Your main issue is design. Without looking at the rest of your code to understand how it works this is a bit of a guess. But it feels like you have a design issue with your larger algorithm. There are much better ways to solve this without scanning way ahead in the input stream.

As pointed out by @JerryCoffin above in the comments shunting yard or recursive descent are things you should look into. Personally I think the shunting yard algorithm would give you the most benefit at this point.

## Review of Code

Iterators are supposed to be very simple object that carry little state. So passing them by value should not be an issue. Also is there a need to limit this to string::iterator?

string get_between_brackets(string::iterator& tail_, const string::iterator& end_)


I would have done: string get_between_brackets(string::iterator& tail_, const string::iterator& end_)

template<typename I>
std::string get_between_brackets(I tail_, I end_)


That's a great comment.

    brackets_content.reserve(248); //cannot be longer than that


But i don't see that being enforced anywhere.

This switch is broken:

            switch(chr)
{
case '(': ++br_cnt; break;
case ')': --br_cnt; break;
}


Any character that does not match ')' or '(' leads to undefined behavior. You should must have a default option.
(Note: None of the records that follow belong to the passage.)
//! Top-level key rewrites in a sample's `config.json`.

use rootcause::Report;
use secrecy::ExposeSecret;
use serde_json::Value;
use speechkit_core::Credentials;
use std::io::ErrorKind;
use std::path::Path;
use tracing::{debug, info};

use crate::error::EnvSyncError;

const SUBSCRIPTION_KEY: &str = "SubscriptionKey";
const SERVICE_REGION: &str = "ServiceRegion";
const CUSTOM_SUBDOMAIN_NAME: &str = "CustomSubDomainName";

/// Overwrites the credential keys a config object already has.
///
/// Keys the object lacks are not added. Returns whether anything changed.
pub fn apply_credentials(config: &mut serde_json::Map<String, Value>, credentials: &Credentials) -> bool {
    let mut updates = vec![
        (SUBSCRIPTION_KEY, credentials.key.expose_secret().to_string()),
        (SERVICE_REGION, credentials.normalized_region()),
    ];
    if let Some(subdomain) = &credentials.custom_subdomain_name {
        updates.push((CUSTOM_SUBDOMAIN_NAME, subdomain.clone()));
    }

    let mut changed = false;
    for (key, value) in updates {
        if let Some(slot) = config.get_mut(key) {
            *slot = Value::String(value);
            changed = true;
        }
    }
    changed
}

/// Updates `config.json` at `path` with `credentials`.
///
/// A missing file is skipped and reported as `Ok(false)`.
///
/// # Errors
///
/// Returns an error if the file cannot be read or written, or is not a
/// JSON object.
pub async fn update_json_config(
    path: &Path,
    credentials: &Credentials,
) -> Result<bool, Report<EnvSyncError>> {
    let content = match tokio::fs::read_to_string(path).await {
        Ok(content) => content,
        Err(e) if e.kind() == ErrorKind::NotFound => {
            debug!(path = %path.display(), "no config.json; skipping");
            return Ok(false);
        }
        Err(e) => return Err(EnvSyncError::io(path, &e).into()),
    };

    let invalid = |reason: String| EnvSyncError::InvalidJson {
        path: path.display().to_string(),
        reason,
    };
    let mut value: Value = serde_json::from_str(&content).map_err(|e| invalid(e.to_string()))?;
    let Value::Object(config) = &mut value else {
        return Err(invalid("top level is not an object".to_string()).into());
    };

    if !apply_credentials(config, credentials) {
        debug!(path = %path.display(), "config.json has no credential keys");
        return Ok(false);
    }

    let mut out = serde_json::to_string_pretty(&value).map_err(|e| invalid(e.to_string()))?;
    out.push('\n');
    tokio::fs::write(path, out)
        .await
        .map_err(|e| EnvSyncError::io(path, &e))?;
    info!(path = %path.display(), "config.json updated");
    Ok(true)
}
You throw if there is not enough charaters to hold two braces.

else throw std::invalid_argument("brackets tail is not long enough");


But your code works perfectly well if there are no braces in the code. Also I would expect it to throw if the braces were not balanced.

Also rather than building the result slowly character by character as you parse it. It would be simpler (and more effecient) to just remember the beignning and end and return a sub string.